__Work instruction__: Return every line of the entries that includes the word "IndexMap".

__Supplied data__:
= Beginning of Section =
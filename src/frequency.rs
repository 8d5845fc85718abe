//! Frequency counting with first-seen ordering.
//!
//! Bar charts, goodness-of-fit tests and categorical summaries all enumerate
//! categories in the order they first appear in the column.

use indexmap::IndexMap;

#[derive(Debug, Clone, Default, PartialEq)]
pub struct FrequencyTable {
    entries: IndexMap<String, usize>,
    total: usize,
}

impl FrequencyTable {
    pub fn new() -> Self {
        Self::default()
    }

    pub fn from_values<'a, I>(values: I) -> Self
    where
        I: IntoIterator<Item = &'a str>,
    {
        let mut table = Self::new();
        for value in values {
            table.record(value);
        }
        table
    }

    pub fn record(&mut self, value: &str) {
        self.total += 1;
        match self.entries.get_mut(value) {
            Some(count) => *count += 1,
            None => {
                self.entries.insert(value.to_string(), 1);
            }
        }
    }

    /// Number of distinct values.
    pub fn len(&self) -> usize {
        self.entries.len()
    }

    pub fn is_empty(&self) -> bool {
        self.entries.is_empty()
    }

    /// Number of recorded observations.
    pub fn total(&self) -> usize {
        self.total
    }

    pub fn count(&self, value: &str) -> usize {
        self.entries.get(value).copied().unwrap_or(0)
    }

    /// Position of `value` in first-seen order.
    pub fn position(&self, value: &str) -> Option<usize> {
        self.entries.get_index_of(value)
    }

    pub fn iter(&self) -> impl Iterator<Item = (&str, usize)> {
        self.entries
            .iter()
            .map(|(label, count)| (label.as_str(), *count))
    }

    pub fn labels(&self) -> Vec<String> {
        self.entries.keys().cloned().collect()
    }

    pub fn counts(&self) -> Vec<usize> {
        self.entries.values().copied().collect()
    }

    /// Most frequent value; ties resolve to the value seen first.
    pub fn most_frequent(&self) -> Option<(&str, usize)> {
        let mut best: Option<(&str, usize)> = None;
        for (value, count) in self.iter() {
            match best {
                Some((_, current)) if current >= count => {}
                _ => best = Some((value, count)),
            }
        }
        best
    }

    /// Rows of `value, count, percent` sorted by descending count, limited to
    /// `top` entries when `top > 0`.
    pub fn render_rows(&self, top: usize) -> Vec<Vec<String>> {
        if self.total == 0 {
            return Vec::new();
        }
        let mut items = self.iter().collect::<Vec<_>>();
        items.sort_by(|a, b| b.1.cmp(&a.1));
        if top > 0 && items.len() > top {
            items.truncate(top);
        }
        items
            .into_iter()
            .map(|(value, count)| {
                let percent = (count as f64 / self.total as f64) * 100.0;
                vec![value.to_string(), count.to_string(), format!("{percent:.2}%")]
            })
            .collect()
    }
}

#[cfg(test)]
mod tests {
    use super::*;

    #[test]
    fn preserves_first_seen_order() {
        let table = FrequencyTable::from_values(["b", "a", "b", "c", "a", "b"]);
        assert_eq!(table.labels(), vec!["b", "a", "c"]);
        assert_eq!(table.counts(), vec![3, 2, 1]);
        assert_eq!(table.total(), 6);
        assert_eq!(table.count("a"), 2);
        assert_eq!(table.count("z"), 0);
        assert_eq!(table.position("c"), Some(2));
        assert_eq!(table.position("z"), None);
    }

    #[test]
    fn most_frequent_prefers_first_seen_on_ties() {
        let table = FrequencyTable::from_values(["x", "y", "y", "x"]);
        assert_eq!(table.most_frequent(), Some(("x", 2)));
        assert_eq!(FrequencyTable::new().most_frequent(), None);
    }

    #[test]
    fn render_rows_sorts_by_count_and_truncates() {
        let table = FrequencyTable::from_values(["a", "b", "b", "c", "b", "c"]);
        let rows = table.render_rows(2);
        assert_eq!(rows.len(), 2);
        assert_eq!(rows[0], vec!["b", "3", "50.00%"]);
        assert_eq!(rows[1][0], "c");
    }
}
= End of Section =
__Output of the task__:
use indexmap::IndexMap;
    entries: IndexMap<String, usize>,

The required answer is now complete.